**Try it**
An exact transcription of the data below, complete and unaltered, is the expected answer.

**Records to process**
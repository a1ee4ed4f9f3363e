//! One removal attempt against the agency
//!
//! An attempt is judged entirely against the snapshot it read itself:
//! preconditions are never carried over from an earlier iteration, so a
//! stale view can only ever produce a rejected write, never a wrong one.

use crate::agency::{AgencyClient, AgencyPaths, OperationSet, WriteOutcome};
use crate::cluster::locks::LockProbe;
use crate::cluster::scanner;
use crate::cluster::server_id::ServerId;
use crate::cluster::snapshot::ClusterSnapshot;
use crate::common::Result;
use chrono::{SecondsFormat, Utc};
use serde_json::json;

/// Classified result of one attempt.
#[derive(Debug, Clone, PartialEq)]
pub enum AttemptOutcome {
    /// The transaction was applied; every reference to the server is gone.
    Removed,
    /// The topology changed between snapshot and write; retry with a
    /// fresh snapshot.
    Conflict,
    /// The server is still load-bearing or locked; no write was attempted.
    Blocked { usage: Vec<String>, locked: bool },
    /// The supervision has no health record for this server.
    NotFound,
}

/// Runs one snapshot → scan → write cycle.
pub struct RemovalCoordinator<'a, A, L> {
    agency: &'a A,
    locks: &'a L,
    paths: &'a AgencyPaths,
}

impl<'a, A: AgencyClient, L: LockProbe> RemovalCoordinator<'a, A, L> {
    pub fn new(agency: &'a A, locks: &'a L, paths: &'a AgencyPaths) -> Self {
        Self {
            agency,
            locks,
            paths,
        }
    }

    pub async fn attempt(&self, server: &ServerId) -> Result<AttemptOutcome> {
        let tree = self.agency.read(&[self.paths.root()]).await?;
        let snapshot = ClusterSnapshot::parse(&tree, self.paths);

        if snapshot.health_of(server.as_str()).is_none() {
            return Ok(AttemptOutcome::NotFound);
        }

        let scan = scanner::scan(&snapshot, self.paths, server);
        let locked = self.locks.is_server_locked(server).await?;

        if locked || !scan.usage.is_empty() {
            return Ok(AttemptOutcome::Blocked {
                usage: scan.usage,
                locked,
            });
        }

        let operations = self.removal_operations(server);
        match self.agency.write(&operations, &scan.preconditions).await? {
            WriteOutcome::Applied => {
                tracing::info!("Removed server {} from cluster", server);
                Ok(AttemptOutcome::Removed)
            }
            WriteOutcome::PreconditionFailed => Ok(AttemptOutcome::Conflict),
        }
    }

    /// The full purge: every reference deleted, plus a permanent audit
    /// marker under `Target/RemovedServers` that is never deleted again.
    fn removal_operations(&self, server: &ServerId) -> OperationSet {
        let id = server.as_str();
        let p = self.paths;
        let mut operations = OperationSet::new();
        operations.delete(p.plan_coordinator(id));
        operations.delete(p.plan_db_server(id));
        operations.delete(p.current_servers_registered(id));
        operations.delete(p.current_db_server(id));
        operations.delete(p.current_servers_known(id));
        operations.delete(p.health_record(id));
        operations.delete(p.target_short_id(id));
        operations.set(
            p.target_removed_server(id),
            json!(Utc::now().to_rfc3339_opts(SecondsFormat::Millis, true)),
        );
        operations
    }
}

**Result of this task**
repository a1ee4ed4f9f3363e
//! One removal attempt against the agency
//!
//! An attempt is judged entirely against the snapshot it read itself:
//! preconditions are never carried over from an earlier iteration, so a
//! stale view can only ever produce a rejected write, never a wrong one.

use crate::agency::{AgencyClient, AgencyPaths, OperationSet, WriteOutcome};
use crate::cluster::locks::LockProbe;
use crate::cluster::scanner;
use crate::cluster::server_id::ServerId;
use crate::cluster::snapshot::ClusterSnapshot;
use crate::common::Result;
use chrono::{SecondsFormat, Utc};
use serde_json::json;

/// Classified result of one attempt.
#[derive(Debug, Clone, PartialEq)]
pub enum AttemptOutcome {
    /// The transaction was applied; every reference to the server is gone.
    Removed,
    /// The topology changed between snapshot and write; retry with a
    /// fresh snapshot.
    Conflict,
    /// The server is still load-bearing or locked; no write was attempted.
    Blocked { usage: Vec<String>, locked: bool },
    /// The supervision has no health record for this server.
    NotFound,
}

/// Runs one snapshot → scan → write cycle.
pub struct RemovalCoordinator<'a, A, L> {
    agency: &'a A,
    locks: &'a L,
    paths: &'a AgencyPaths,
}

impl<'a, A: AgencyClient, L: LockProbe> RemovalCoordinator<'a, A, L> {
    pub fn new(agency: &'a A, locks: &'a L, paths: &'a AgencyPaths) -> Self {
        Self {
            agency,
            locks,
            paths,
        }
    }

    pub async fn attempt(&self, server: &ServerId) -> Result<AttemptOutcome> {
        let tree = self.agency.read(&[self.paths.root()]).await?;
        let snapshot = ClusterSnapshot::parse(&tree, self.paths);

        if snapshot.health_of(server.as_str()).is_none() {
            return Ok(AttemptOutcome::NotFound);
        }

        let scan = scanner::scan(&snapshot, self.paths, server);
        let locked = self.locks.is_server_locked(server).await?;

        if locked || !scan.usage.is_empty() {
            return Ok(AttemptOutcome::Blocked {
                usage: scan.usage,
                locked,
            });
        }

        let operations = self.removal_operations(server);
        match self.agency.write(&operations, &scan.preconditions).await? {
            WriteOutcome::Applied => {
                tracing::info!("Removed server {} from cluster", server);
                Ok(AttemptOutcome::Removed)
            }
            WriteOutcome::PreconditionFailed => Ok(AttemptOutcome::Conflict),
        }
    }

    /// The full purge: every reference deleted, plus a permanent audit
    /// marker under `Target/RemovedServers` that is never deleted again.
    fn removal_operations(&self, server: &ServerId) -> OperationSet {
        let id = server.as_str();
        let p = self.paths;
        let mut operations = OperationSet::new();
        operations.delete(p.plan_coordinator(id));
        operations.delete(p.plan_db_server(id));
        operations.delete(p.current_servers_registered(id));
        operations.delete(p.current_db_server(id));
        operations.delete(p.current_servers_known(id));
        operations.delete(p.health_record(id));
        operations.delete(p.target_short_id(id));
        operations.set(
            p.target_removed_server(id),
            json!(Utc::now().to_rfc3339_opts(SecondsFormat::Millis, true)),
        );
        operations
    }
}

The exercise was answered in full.